#### [What is expected]
Copy every line of the records that includes the word "renamed".

Start of Block

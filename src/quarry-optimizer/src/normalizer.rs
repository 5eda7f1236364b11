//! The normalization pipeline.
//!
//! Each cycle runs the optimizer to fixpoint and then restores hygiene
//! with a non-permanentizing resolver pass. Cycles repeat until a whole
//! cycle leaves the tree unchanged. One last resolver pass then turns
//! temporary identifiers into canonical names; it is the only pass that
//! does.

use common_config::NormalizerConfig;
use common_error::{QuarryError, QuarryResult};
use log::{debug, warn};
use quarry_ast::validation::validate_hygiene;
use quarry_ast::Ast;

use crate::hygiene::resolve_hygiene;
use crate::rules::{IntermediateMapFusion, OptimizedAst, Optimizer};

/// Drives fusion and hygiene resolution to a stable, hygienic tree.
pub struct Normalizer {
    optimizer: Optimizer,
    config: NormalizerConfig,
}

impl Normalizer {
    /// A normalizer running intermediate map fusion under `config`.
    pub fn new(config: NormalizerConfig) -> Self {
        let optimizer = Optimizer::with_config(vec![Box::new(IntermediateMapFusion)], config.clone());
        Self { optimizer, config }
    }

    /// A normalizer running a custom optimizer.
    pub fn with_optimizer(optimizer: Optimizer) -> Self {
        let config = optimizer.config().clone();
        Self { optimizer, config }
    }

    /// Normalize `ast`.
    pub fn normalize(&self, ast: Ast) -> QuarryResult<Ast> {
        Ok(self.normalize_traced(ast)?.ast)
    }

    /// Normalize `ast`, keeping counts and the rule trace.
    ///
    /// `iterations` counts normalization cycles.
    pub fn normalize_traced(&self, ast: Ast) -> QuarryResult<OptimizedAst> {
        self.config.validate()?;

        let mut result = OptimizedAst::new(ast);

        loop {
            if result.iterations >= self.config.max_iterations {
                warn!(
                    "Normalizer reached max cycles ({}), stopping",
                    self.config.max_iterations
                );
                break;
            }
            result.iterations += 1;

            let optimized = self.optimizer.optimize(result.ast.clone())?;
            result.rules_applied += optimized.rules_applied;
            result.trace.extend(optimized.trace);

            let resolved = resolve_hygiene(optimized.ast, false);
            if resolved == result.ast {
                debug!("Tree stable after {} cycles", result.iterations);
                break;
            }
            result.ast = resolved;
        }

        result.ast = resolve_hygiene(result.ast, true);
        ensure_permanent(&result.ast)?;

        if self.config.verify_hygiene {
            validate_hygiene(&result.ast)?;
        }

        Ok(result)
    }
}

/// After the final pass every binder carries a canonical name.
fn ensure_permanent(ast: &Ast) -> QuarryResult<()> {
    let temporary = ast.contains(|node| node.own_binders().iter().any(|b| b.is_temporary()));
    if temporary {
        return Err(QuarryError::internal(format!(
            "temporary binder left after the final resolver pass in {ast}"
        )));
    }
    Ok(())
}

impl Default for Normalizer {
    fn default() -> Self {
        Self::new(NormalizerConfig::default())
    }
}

End of Block
Start of Block

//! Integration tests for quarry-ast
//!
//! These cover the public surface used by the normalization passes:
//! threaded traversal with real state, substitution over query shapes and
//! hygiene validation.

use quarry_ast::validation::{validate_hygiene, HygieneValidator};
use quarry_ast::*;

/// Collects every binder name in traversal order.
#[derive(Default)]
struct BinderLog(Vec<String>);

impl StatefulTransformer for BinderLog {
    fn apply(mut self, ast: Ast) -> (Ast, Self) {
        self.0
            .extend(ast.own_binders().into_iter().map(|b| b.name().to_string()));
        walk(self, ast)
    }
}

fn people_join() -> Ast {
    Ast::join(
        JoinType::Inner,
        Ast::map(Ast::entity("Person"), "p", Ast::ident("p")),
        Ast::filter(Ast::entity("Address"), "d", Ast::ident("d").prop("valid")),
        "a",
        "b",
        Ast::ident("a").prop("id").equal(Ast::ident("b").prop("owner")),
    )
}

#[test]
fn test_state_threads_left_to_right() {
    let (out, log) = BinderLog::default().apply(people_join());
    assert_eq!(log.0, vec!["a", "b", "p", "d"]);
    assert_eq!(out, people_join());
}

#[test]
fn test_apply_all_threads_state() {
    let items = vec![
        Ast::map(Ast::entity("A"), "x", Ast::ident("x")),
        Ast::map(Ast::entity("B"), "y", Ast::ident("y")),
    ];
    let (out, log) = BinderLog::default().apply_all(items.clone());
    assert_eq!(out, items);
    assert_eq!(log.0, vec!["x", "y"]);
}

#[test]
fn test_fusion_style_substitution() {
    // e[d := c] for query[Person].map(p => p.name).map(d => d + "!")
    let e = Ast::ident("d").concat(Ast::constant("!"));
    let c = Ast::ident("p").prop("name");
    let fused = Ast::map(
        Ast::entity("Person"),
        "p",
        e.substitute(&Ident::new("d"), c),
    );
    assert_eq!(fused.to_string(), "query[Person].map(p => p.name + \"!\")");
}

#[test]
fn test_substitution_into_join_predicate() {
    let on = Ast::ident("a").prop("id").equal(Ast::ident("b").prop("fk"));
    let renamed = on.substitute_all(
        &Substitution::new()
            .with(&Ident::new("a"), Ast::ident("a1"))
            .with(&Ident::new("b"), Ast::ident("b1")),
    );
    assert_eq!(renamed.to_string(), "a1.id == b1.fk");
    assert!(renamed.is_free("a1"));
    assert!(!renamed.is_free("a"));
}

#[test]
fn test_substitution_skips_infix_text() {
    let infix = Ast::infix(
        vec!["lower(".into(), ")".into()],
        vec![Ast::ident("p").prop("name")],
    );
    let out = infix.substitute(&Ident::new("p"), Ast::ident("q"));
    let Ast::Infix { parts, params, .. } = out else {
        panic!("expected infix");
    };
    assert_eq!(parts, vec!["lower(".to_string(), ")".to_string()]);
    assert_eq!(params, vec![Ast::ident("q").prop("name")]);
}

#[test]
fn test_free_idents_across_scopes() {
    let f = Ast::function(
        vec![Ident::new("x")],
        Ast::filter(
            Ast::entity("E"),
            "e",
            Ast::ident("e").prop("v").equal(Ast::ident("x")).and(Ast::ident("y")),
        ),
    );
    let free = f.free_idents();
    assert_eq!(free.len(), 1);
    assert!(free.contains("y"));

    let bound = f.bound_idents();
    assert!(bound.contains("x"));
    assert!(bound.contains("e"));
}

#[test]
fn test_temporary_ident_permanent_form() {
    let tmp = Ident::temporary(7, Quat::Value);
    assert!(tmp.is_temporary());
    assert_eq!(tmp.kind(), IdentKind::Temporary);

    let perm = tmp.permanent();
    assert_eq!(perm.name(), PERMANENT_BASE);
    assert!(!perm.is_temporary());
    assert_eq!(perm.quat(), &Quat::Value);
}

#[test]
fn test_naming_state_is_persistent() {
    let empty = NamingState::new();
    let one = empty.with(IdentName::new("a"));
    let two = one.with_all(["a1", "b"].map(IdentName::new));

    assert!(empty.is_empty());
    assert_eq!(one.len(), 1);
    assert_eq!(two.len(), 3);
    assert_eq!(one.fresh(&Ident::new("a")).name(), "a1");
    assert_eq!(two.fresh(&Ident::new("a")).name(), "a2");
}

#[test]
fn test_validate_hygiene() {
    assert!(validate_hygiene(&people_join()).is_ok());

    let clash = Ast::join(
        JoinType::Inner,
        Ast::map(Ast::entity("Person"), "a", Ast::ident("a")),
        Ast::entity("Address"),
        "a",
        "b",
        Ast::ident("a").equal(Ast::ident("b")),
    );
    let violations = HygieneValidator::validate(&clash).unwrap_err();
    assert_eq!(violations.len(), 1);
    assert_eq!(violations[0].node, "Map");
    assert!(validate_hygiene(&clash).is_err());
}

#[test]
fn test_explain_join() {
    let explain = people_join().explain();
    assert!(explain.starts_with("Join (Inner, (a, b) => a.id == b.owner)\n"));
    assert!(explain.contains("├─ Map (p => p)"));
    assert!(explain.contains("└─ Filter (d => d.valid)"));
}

End of Block

#### [Result of the exercise]
    let renamed = on.substitute_all(
    assert_eq!(renamed.to_string(), "a1.id == b1.fk");
    assert!(renamed.is_free("a1"));
    assert!(!renamed.is_free("a"));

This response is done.